TASK REQUIREMENTS:
Scan the listing below for "TextBuffer", then report every line that has it.
-*-
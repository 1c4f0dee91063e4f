use std::path::PathBuf;

/// Errors raised while loading or querying a dictionary.
#[derive(Debug, thiserror::Error)]
#[non_exhaustive]
pub enum DictionaryError {
    /// Reading the word list failed
    #[error("Failed to read word list")]
    Io(#[from] std::io::Error),

    /// The JSON word list could not be parsed
    #[error("Invalid JSON word list")]
    Json(#[from] serde_json::Error),

    /// A line of a plain-text word list could not be parsed
    #[error("Invalid entry on line {line}: {reason}")]
    InvalidEntry {
        /// 1-based line number
        line: usize,
        /// What was wrong with it
        reason: String,
    },

    /// The file extension does not name a known word list format
    #[error("Unsupported word list format: {0}")]
    UnsupportedFormat(PathBuf),

    /// A backing service failed to answer a query
    #[error("Dictionary lookup failed: {0}")]
    Lookup(String),
}
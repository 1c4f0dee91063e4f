//! Correcting words as they are typed.
//!
//! Every keystroke is handled to completion on its own. The controller
//! keeps no memory of earlier keystrokes; word positions are recomputed
//! from the buffer each time, so external edits never leave it with stale
//! offsets.
use std::fmt;
use std::ops::Range;

use itertools::Itertools;
use smol_str::SmolStr;

use crate::buffer::locate::{word_before, word_in_progress, LocatedWord};
use crate::buffer::TextBuffer;
use crate::constants::{TRIGGER_KEYS, TRIGGER_PUNCTUATION};
use crate::dictionary::Dictionary;
use crate::speller::suggestion::CandidateList;
use crate::speller::{CandidateRanker, SpellerConfig, Verdict};
use crate::tokenizer::case_handling::preserve_case;
use crate::types::Offset;

pub mod session;

/// A key press: the key's name and the character it produced, if any.
#[derive(Debug, Clone, PartialEq, Eq)]
pub struct KeyEvent {
    /// Key name, such as `a`, `space`, `Return` or `BackSpace`
    pub key: SmolStr,
    /// The character typed, if the key produces one
    pub ch: Option<char>,
}

impl KeyEvent {
    /// An event for a named key.
    pub fn new(key: &str, ch: Option<char>) -> KeyEvent {
        KeyEvent {
            key: key.into(),
            ch,
        }
    }

    /// The event for typing `ch`.
    pub fn from_char(ch: char) -> KeyEvent {
        let key: SmolStr = match ch {
            ' ' => "space".into(),
            '\n' | '\r' => "Return".into(),
            '\t' => "Tab".into(),
            c => SmolStr::from(c.to_string()),
        };

        KeyEvent { key, ch: Some(ch) }
    }

    /// Whether this key completes a word.
    pub fn class(&self) -> KeyClass {
        let key = self.key.as_str();
        let mut key_chars = key.chars();
        let single = match (key_chars.next(), key_chars.next()) {
            (Some(c), None) => Some(c),
            _ => None,
        };

        if TRIGGER_KEYS.iter().any(|k| *k == key)
            || single.map(|c| TRIGGER_PUNCTUATION.contains(&c)).unwrap_or(false)
        {
            return KeyClass::Boundary;
        }

        match self.ch {
            Some(c) if c.is_whitespace() || TRIGGER_PUNCTUATION.contains(&c) => KeyClass::Boundary,
            _ => KeyClass::Ordinary,
        }
    }
}

/// How a keystroke is treated.
#[derive(Debug, Clone, Copy, PartialEq, Eq)]
pub enum KeyClass {
    /// Whitespace, enter or sentence punctuation: the word before it is done
    Boundary,
    /// Anything else, including keys that are not recognised
    Ordinary,
}

/// A word replaced in the buffer.
#[derive(Debug, Clone, PartialEq, Eq)]
pub struct Replacement {
    /// Offsets the original word occupied
    pub range: Range<Offset>,
    /// The word that was replaced
    pub original: SmolStr,
    /// What was written in its place
    pub new_text: SmolStr,
}

/// What to show after a keystroke.
#[derive(Debug, Clone, Default, PartialEq, Eq)]
pub struct DisplayUpdate {
    /// Suggestions for the current word, best first; empty clears the display
    pub suggestions: Vec<SmolStr>,
    /// Set when the keystroke replaced a word
    pub applied_replacement: Option<Replacement>,
}

impl DisplayUpdate {
    /// Nothing to suggest.
    pub fn cleared() -> DisplayUpdate {
        DisplayUpdate::default()
    }

    fn suggestions(list: &CandidateList) -> DisplayUpdate {
        DisplayUpdate {
            suggestions: list.values().to_vec(),
            applied_replacement: None,
        }
    }

    /// True when there is nothing to show.
    pub fn is_cleared(&self) -> bool {
        self.suggestions.is_empty() && self.applied_replacement.is_none()
    }
}

impl fmt::Display for DisplayUpdate {
    fn fmt(&self, f: &mut fmt::Formatter) -> fmt::Result {
        write!(f, "Suggestions: {}", self.suggestions.iter().join(", "))?;

        if let Some(replacement) = &self.applied_replacement {
            write!(f, " (auto → {})", replacement.new_text)?;
        }

        Ok(())
    }
}

/// Turns keystrokes into suggestion updates and, on word boundaries,
/// replacements of the word just completed.
#[derive(Debug, Clone)]
pub struct LiveController<D> {
    ranker: CandidateRanker<D>,
    auto_replace: bool,
}

impl<D: Dictionary> LiveController<D> {
    /// A controller using `config.auto_replace` as its initial setting.
    pub fn new(dictionary: D, config: SpellerConfig) -> LiveController<D> {
        let auto_replace = config.auto_replace;

        LiveController {
            ranker: CandidateRanker::new(dictionary, config),
            auto_replace,
        }
    }

    /// Whether completed words are replaced.
    pub fn auto_replace(&self) -> bool {
        self.auto_replace
    }

    /// Turns replacement of completed words on or off.
    pub fn set_auto_replace(&mut self, enabled: bool) {
        self.auto_replace = enabled;
    }

    /// Handles one keystroke that has already been applied to `buffer`.
    ///
    /// Ordinary keys only refresh suggestions for the word in progress.
    /// Boundary keys check the word just completed and, with auto-replace
    /// on, rewrite that one word in place. No other text is touched.
    pub fn on_keystroke<B: TextBuffer + ?Sized>(
        &self,
        buffer: &mut B,
        event: &KeyEvent,
    ) -> DisplayUpdate {
        let cursor = buffer.cursor_offset();

        match event.class() {
            KeyClass::Ordinary => self.refresh(buffer, cursor),
            KeyClass::Boundary => {
                log::debug!("Boundary key {:?} at {}", event.key, cursor);
                self.complete(buffer, cursor)
            }
        }
    }

    fn misspelled(&self, located: &LocatedWord) -> Option<CandidateList> {
        match self.ranker.check(&located.word) {
            Verdict::Misspelled(list) => Some(list),
            _ => None,
        }
    }

    fn refresh<B: TextBuffer + ?Sized>(&self, buffer: &B, cursor: Offset) -> DisplayUpdate {
        word_in_progress(buffer, cursor)
            .and_then(|located| self.misspelled(&located))
            .map(|list| DisplayUpdate::suggestions(&list))
            .unwrap_or_else(DisplayUpdate::cleared)
    }

    fn complete<B: TextBuffer + ?Sized>(&self, buffer: &mut B, cursor: Offset) -> DisplayUpdate {
        let located = match word_before(&*buffer, cursor) {
            Some(v) => v,
            None => return DisplayUpdate::cleared(),
        };

        let list = match self.misspelled(&located) {
            Some(v) => v,
            None => return DisplayUpdate::cleared(),
        };

        let mut update = DisplayUpdate::suggestions(&list);

        let best = match list.best_guess() {
            Some(best) if self.auto_replace => best,
            _ => return update,
        };

        let range = located.range();
        if buffer.read(range.clone()) != located.word.as_str() {
            log::warn!("{:?} moved before it could be replaced", located.word);
            return update;
        }

        let new_text = preserve_case(&located.word, best);
        log::debug!("Replacing {:?} at {:?} with {:?}", located.word, range, new_text);

        buffer.delete(range.clone());
        buffer.insert(range.start, &new_text);

        update.applied_replacement = Some(Replacement {
            range,
            original: located.word,
            new_text,
        });
        update
    }
}

#[cfg(test)]
mod tests {
    use super::*;
    use crate::buffer::StringBuffer;
    use crate::testing::{sentence_dictionary, FakeDictionary};

    fn controller(auto_replace: bool) -> LiveController<FakeDictionary> {
        LiveController::new(
            sentence_dictionary(),
            SpellerConfig {
                n_best: 3,
                auto_replace,
            },
        )
    }

    fn type_str<D: Dictionary>(
        controller: &LiveController<D>,
        buffer: &mut StringBuffer,
        text: &str,
    ) -> Vec<DisplayUpdate> {
        text.chars()
            .map(|ch| {
                buffer.insert(buffer.cursor_offset(), &ch.to_string());
                controller.on_keystroke(buffer, &KeyEvent::from_char(ch))
            })
            .collect()
    }

    #[test]
    fn classifies_keys() {
        for ch in [' ', '\n', '\t', '.', ',', '!', '?', ';', ':'] {
            assert_eq!(KeyEvent::from_char(ch).class(), KeyClass::Boundary, "{:?}", ch);
        }
        for ch in ['a', 'Z', '1', '-', '\'', '"'] {
            assert_eq!(KeyEvent::from_char(ch).class(), KeyClass::Ordinary, "{:?}", ch);
        }
        assert_eq!(KeyEvent::new("Return", None).class(), KeyClass::Boundary);
        assert_eq!(KeyEvent::new("KP_Enter", None).class(), KeyClass::Boundary);
        assert_eq!(KeyEvent::new(".", None).class(), KeyClass::Boundary);
        assert_eq!(KeyEvent::new("Shift_L", None).class(), KeyClass::Ordinary);
        assert_eq!(KeyEvent::new("XF86Whatever", None).class(), KeyClass::Ordinary);
    }

    #[test]
    fn ordinary_keys_only_suggest() {
        let controller = controller(true);
        let mut buffer = StringBuffer::new("Ths");

        let update = controller.on_keystroke(&mut buffer, &KeyEvent::from_char('s'));
        assert_eq!(update.suggestions, vec!["this", "the", "thus"]);
        assert_eq!(update.applied_replacement, None);
        assert_eq!(buffer.text(), "Ths");
    }

    #[test]
    fn ordinary_keys_clear_for_valid_ignored_or_missing_words() {
        let controller = controller(true);

        for text in ["this", "th", "AI", "ths2", "ths ", ""] {
            let mut buffer = StringBuffer::new(text);
            let update = controller.on_keystroke(&mut buffer, &KeyEvent::from_char('x'));
            assert!(update.is_cleared(), "{:?}", text);
            assert_eq!(buffer.text(), text);
        }
    }

    #[test]
    fn boundary_replaces_with_case() {
        let controller = controller(true);
        let mut buffer = StringBuffer::new("");

        let updates = type_str(&controller, &mut buffer, "Ths ");
        assert_eq!(buffer.text(), "This ");
        assert_eq!(buffer.cursor_offset(), 5);

        let last = updates.last().unwrap();
        assert_eq!(last.suggestions, vec!["this", "the", "thus"]);
        assert_eq!(
            last.applied_replacement,
            Some(Replacement {
                range: 0..3,
                original: "Ths".into(),
                new_text: "This".into(),
            })
        );
        assert_eq!(last.to_string(), "Suggestions: this, the, thus (auto → This)");

        for update in &updates[..3] {
            assert_eq!(update.applied_replacement, None);
        }
    }

    #[test]
    fn boundary_without_auto_replace_only_suggests() {
        let controller = controller(false);
        let mut buffer = StringBuffer::new("");

        let updates = type_str(&controller, &mut buffer, "smple.");
        assert_eq!(buffer.text(), "smple.");
        let last = updates.last().unwrap();
        assert_eq!(last.suggestions, vec!["simple", "sample"]);
        assert_eq!(last.applied_replacement, None);
        assert_eq!(last.to_string(), "Suggestions: simple, sample");
    }

    #[test]
    fn replaces_nearest_occurrence_only() {
        let controller = controller(true);
        let mut buffer = StringBuffer::new("teh cat sat on teh");
        buffer.insert(buffer.cursor_offset(), " ");

        let update = controller.on_keystroke(&mut buffer, &KeyEvent::from_char(' '));
        assert_eq!(buffer.text(), "teh cat sat on the ");
        assert_eq!(update.applied_replacement.unwrap().range, 15..18);
        assert_eq!(buffer.cursor_offset(), 19);
    }

    #[test]
    fn cursor_keeps_position_after_length_change() {
        let controller = controller(true);
        let mut buffer = StringBuffer::new("");

        type_str(&controller, &mut buffer, "Sentnce, and more");
        assert_eq!(buffer.text(), "Sentence, and more");
        assert_eq!(buffer.cursor_offset(), buffer.len());

        let mut buffer = StringBuffer::with_cursor("ths! tail", 4);
        controller.on_keystroke(&mut buffer, &KeyEvent::from_char('!'));
        assert_eq!(buffer.text(), "this! tail");
        assert_eq!(buffer.cursor_offset(), 5);
    }

    #[test]
    fn boundary_clears_when_nothing_to_do() {
        let controller = controller(true);

        for text in ["this ", "AI ", "to ", "... ", " ", "a1b "] {
            let mut buffer = StringBuffer::new(text);
            let update = controller.on_keystroke(&mut buffer, &KeyEvent::from_char(' '));
            assert!(update.is_cleared(), "{:?}", text);
            assert_eq!(buffer.text(), text);
            assert_eq!(update.to_string(), "Suggestions: ");
        }
    }

    /// A buffer whose prefix reads lag behind edits made by someone else.
    struct LaggingBuffer {
        seen: StringBuffer,
        current: StringBuffer,
    }

    impl TextBuffer for LaggingBuffer {
        fn read(&self, range: Range<Offset>) -> String {
            self.current.read(range)
        }

        fn read_before(&self, offset: Offset) -> String {
            self.seen.read_before(offset)
        }

        fn delete(&mut self, range: Range<Offset>) {
            self.current.delete(range)
        }

        fn insert(&mut self, offset: Offset, text: &str) {
            self.current.insert(offset, text)
        }

        fn cursor_offset(&self) -> Offset {
            self.seen.cursor_offset()
        }
    }

    #[test]
    fn changed_word_is_not_replaced() {
        let controller = controller(true);
        let mut buffer = LaggingBuffer {
            seen: StringBuffer::new("teh "),
            current: StringBuffer::new("tea "),
        };

        let update = controller.on_keystroke(&mut buffer, &KeyEvent::from_char(' '));
        assert_eq!(update.suggestions, vec!["the", "ten", "tea"]);
        assert_eq!(update.applied_replacement, None);
        assert_eq!(buffer.current.text(), "tea ");
    }

    #[test]
    fn no_best_guess_no_mutation() {
        let controller = LiveController::new(
            FakeDictionary::new().candidates_only("smple", &["sample", "simple"]),
            SpellerConfig::default(),
        );
        let mut buffer = StringBuffer::new("smple ");
        let update = controller.on_keystroke(&mut buffer, &KeyEvent::from_char(' '));
        assert_eq!(buffer.text(), "smple ");
        assert_eq!(update.suggestions, vec!["sample", "simple"]);
        assert_eq!(update.applied_replacement, None);
    }

    #[test]
    fn failed_lookup_never_mutates() {
        let controller = LiveController::new(sentence_dictionary().failing("ths"), SpellerConfig::default());
        let mut buffer = StringBuffer::new("ths ");
        let update = controller.on_keystroke(&mut buffer, &KeyEvent::from_char(' '));
        assert!(update.is_cleared());
        assert_eq!(buffer.text(), "ths ");
    }

    #[test]
    fn one_mutation_per_boundary() {
        let controller = controller(true);
        let mut buffer = StringBuffer::new("");

        let updates = type_str(&controller, &mut buffer, "teh smple, ths... erors\n");
        assert_eq!(buffer.text(), "the simple, this... errors\n");

        let applied: Vec<_> = updates
            .iter()
            .filter_map(|u| u.applied_replacement.as_ref())
            .map(|r| r.original.as_str())
            .collect();
        assert_eq!(applied, vec!["teh", "smple", "ths", "erors"]);
    }

    #[test]
    fn toggling_auto_replace() {
        let mut controller = controller(true);
        controller.set_auto_replace(false);
        assert!(!controller.auto_replace());

        let mut buffer = StringBuffer::new("teh ");
        controller.on_keystroke(&mut buffer, &KeyEvent::from_char(' '));
        assert_eq!(buffer.text(), "teh ");
    }
}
-*-
TASK RESPONSE:
use crate::buffer::TextBuffer;
    pub fn on_keystroke<B: TextBuffer + ?Sized>(
    fn refresh<B: TextBuffer + ?Sized>(&self, buffer: &B, cursor: Offset) -> DisplayUpdate {
    fn complete<B: TextBuffer + ?Sized>(&self, buffer: &mut B, cursor: Offset) -> DisplayUpdate {
    impl TextBuffer for LaggingBuffer {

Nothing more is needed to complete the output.